US crude is down 5.5% at $35.28 per barrel (a four-month low) while Brent crude is down 5.6% at $36.81 (a five-month low).
Oil is getting hammered, and it is shaping up to be a bit of a perfect storm for oil, as increasing supply from Libya coincides with the second wave of Covid in Europe. Worrisome for the oil complex as a whole is many of the fundamentals from when oil went negative earlier in the year remain in play. It will be crucial to keep your eyes on the shape of the futures curve, which will be the Signpost of the extent of any supply glut.
Earlier this week, Imperial College dismissed the herd immunity theory and will challenge one of the most popular market narratives. There is an assumption in markets of a vaccine being a binary event - the world before a vaccine as it is now, and the world after spelling an instant return to normality.
And Today, Dr.

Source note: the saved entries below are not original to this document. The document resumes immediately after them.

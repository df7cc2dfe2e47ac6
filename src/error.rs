//! Error taxonomy for the block-device driver core.
//!
//! Narrower than a whole-kernel error type on purpose: every variant here
//! is something a client of the driver core can act on (retry, give up,
//! restart the process).

use core::fmt;

/// Errors produced by the driver core.
#[derive(Debug, Clone, Copy, PartialEq, Eq)]
#[non_exhaustive]
pub enum DriverError {
    /// Caller violated a precondition: sector out of range, segment count
    /// too large, mismatched addressing mode, and similar.
    InvalidArgument,
    /// Transient: all slots full, partition ceiling reached, device busy
    /// bit asserted. Callers may retry.
    Busy,
    /// Hardware absent or removed.
    NoDevice,
    /// DMA allocation or mapping failed.
    OutOfMemory,
    /// Device reported a command-level failure.
    IoError,
    /// The owning state machine entered the irrecoverable Fatal state;
    /// only a process restart recovers.
    Fatal,
}

impl fmt::Display for DriverError {
    fn fmt(&self, f: &mut fmt::Formatter<'_>) -> fmt::Result {
        let msg = match self {
            DriverError::InvalidArgument => "invalid argument",
            DriverError::Busy => "device or slot pool busy",
            DriverError::NoDevice => "no device",
            DriverError::OutOfMemory => "out of memory",
            DriverError::IoError => "I/O error",
            DriverError::Fatal => "controller in fatal state",
        };
        f.write_str(msg)
    }
}

#[cfg(any(test, feature = "std"))]
impl std::error::Error for DriverError {}

pub type DriverResult<T> = Result<T, DriverError>;
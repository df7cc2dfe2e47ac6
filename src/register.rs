//! Register Window — a typed view over a memory-mapped register region.
//!
//! Real hardware is reached through [`MmioBackend`], a thin wrapper around
//! a raw base pointer handed to us by the external capability/memory-mapping
//! layer (out of scope, spec §1). Tests back the same [`RegisterWindow`]
//! API with [`MemoryBackend`], an in-process byte buffer, the way
//! `examples/original_source/l4/pkg/nvme-driver/server/src/iomem.h` wraps a
//! base address behind typed accessors.
//!
//! Accesses are volatile and never reordered across other accesses to the
//! same window; out-of-window offsets are a programming error (a panic in
//! debug builds of the backend), not a recoverable `DriverError`.

use core::cell::UnsafeCell;

/// A source of 32-bit register reads/writes at byte offsets.
///
/// # Safety
/// Implementors must guarantee that `read_u32`/`write_u32` access exactly
/// the 4 bytes at `offset` within the mapped region, with no reordering
/// relative to other accesses through the same backend.
pub unsafe trait RegisterBackend {
    fn read_u32(&self, offset: usize) -> u32;
    fn write_u32(&self, offset: usize, value: u32);
}

/// Real MMIO backend: `base` is a pointer into a window mapped by the
/// external capability layer for the lifetime of the owning Adapter/Port.
pub struct MmioBackend {
    base: *mut u8,
}

impl MmioBackend {
    /// # Safety
    /// `base` must point at a valid, device-owned MMIO region at least as
    /// large as every offset ever passed to `read`/`write` on the
    /// resulting window, and must remain mapped for the backend's lifetime.
    pub unsafe fn new(base: *mut u8) -> Self {
        Self { base }
    }
}

// A raw MMIO pointer is only ever touched through volatile accesses, which
// is the synchronization the hardware itself provides; the pointee is not
// aliased by ordinary Rust references.
unsafe impl Send for MmioBackend {}
unsafe impl Sync for MmioBackend {}

unsafe impl RegisterBackend for MmioBackend {
    fn read_u32(&self, offset: usize) -> u32 {
        unsafe { core::ptr::read_volatile(self.base.add(offset) as *const u32) }
    }

    fn write_u32(&self, offset: usize, value: u32) {
        unsafe { core::ptr::write_volatile(self.base.add(offset) as *mut u32, value) }
    }
}

/// In-memory backend used by tests and simulated-hardware scenarios.
pub struct MemoryBackend {
    cells: UnsafeCell<alloc::vec::Vec<u8>>,
}

impl MemoryBackend {
    pub fn new(size: usize) -> Self {
        Self {
            cells: UnsafeCell::new(alloc::vec![0u8; size]),
        }
    }

    /// Seed the backing store from a byte slice (e.g. a canned identify page).
    pub fn with_bytes(bytes: &[u8]) -> Self {
        Self {
            cells: UnsafeCell::new(bytes.to_vec()),
        }
    }

    /// Borrow the raw backing bytes, for tests that want to assert on
    /// exact byte layout (PRDT entries, FIS bytes, SQE contents).
    pub fn bytes(&self) -> &[u8] {
        unsafe { &*self.cells.get() }
    }
}

unsafe impl Sync for MemoryBackend {}

unsafe impl RegisterBackend for MemoryBackend {
    fn read_u32(&self, offset: usize) -> u32 {
        let buf = unsafe { &*self.cells.get() };
        u32::from_le_bytes(buf[offset..offset + 4].try_into().unwrap())
    }

    fn write_u32(&self, offset: usize, value: u32) {
        let buf = unsafe { &mut *self.cells.get() };
        buf[offset..offset + 4].copy_from_slice(&value.to_le_bytes());
    }
}

/// Typed view over a memory-mapped register region.
pub struct RegisterWindow<B: RegisterBackend> {
    backend: B,
}

impl<B: RegisterBackend> RegisterWindow<B> {
    pub fn new(backend: B) -> Self {
        Self { backend }
    }

    pub fn read(&self, offset: usize) -> u32 {
        self.backend.read_u32(offset)
    }

    pub fn write(&self, offset: usize, value: u32) {
        self.backend.write_u32(offset, value)
    }

    pub fn set_bits(&self, offset: usize, mask: u32) {
        let v = self.read(offset);
        self.write(offset, v | mask);
    }

    pub fn clear_bits(&self, offset: usize, mask: u32) {
        let v = self.read(offset);
        self.write(offset, v & !mask);
    }

    pub fn backend(&self) -> &B {
        &self.backend
    }
}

Fauci said even if a vaccine emerges in the next few months, it will take time to vaccinate people, and it is unlikely the US will return to semblances of normality" until late 2021 or into 2022. It certainly walks back the growing assumption of a by George, we did it moment from the pharma industry, and a few weeks later, the whole planet will have been vaccinated and back to normal.
#Brent is down over 5% at the front of the curve while timespreads are widening significantly with soaring coronavirus cases dinting fuel demand hopes
$LCOZ0 - $LCOG1 spread is over $1/bbl this morning, widening about $0.30/bbl since Monday #oott #brent #crude #oil #spreads pic.twitter.com/QMQLc5cnHP
Brent crude dropped to its lowest level since May, deepening Wednesday's slump as lockdown restrictions grow in Europe https://t.co/D3Tx8UFjcb via @alexlongley1 #OOTT #COVID19 pic.twitter.com/DucnZcruYl
1.39pm GMT
America's strongest ever quarter of growth has been greeted by a shrug by Wall Street.
The Dow Jones industrial average has dropped by 142 points, or 0.5%, to 26,377 points, adding to the 950 points lost yesterday. It's being dragged down by energy companies, following today's slump in crude prices.
1.26pm GMT
Meanwhile in Europe.... the European Central Bank has left interest rates, and its various stimulus packages, on hold.
But with lockdowns threatening to push economies into contraction again, the ECB has also signalled that it could act.
In the current environment of risks clearly tilted to the downside, the Governing Council will carefully assess the incoming information, including the dynamics of the pandemic, prospects for a rollout of vaccines and developments in the exchange rate.
The new round of Eurosystem staff macroeconomic projections in December will allow a thorough reassessment of the economic outlook and the balance of risks. On the basis of this updated assessment, the Governing Council will recalibrate its instruments, as appropriate, to respond to the unfolding situation and to ensure that financing conditions remain favourable to support the economic recovery and counteract the negative impact of the pandemic on the projected inflation path.
MOAR #stimulus! #ECB signals more stimulus likely in December to combat renewed #lockdowns. pic.twitter.com/pq35AbSkf4
1.15pm GMT
Here's our full story on the US GDP report:
The US economy bounced sharply back from the record-setting slump at the start of the coronavirus pandemic, according to government figures released on Thursday, handing Donald Trump a key talking point days before the election.
According to the Bureau of Economic Analysis gross domestic product (GDP) rose at an annualized rate of 33.1% between July and September and was up 7.4% compared to the previous quarter. The previous record was a 3.9% quarterly increase in 1950.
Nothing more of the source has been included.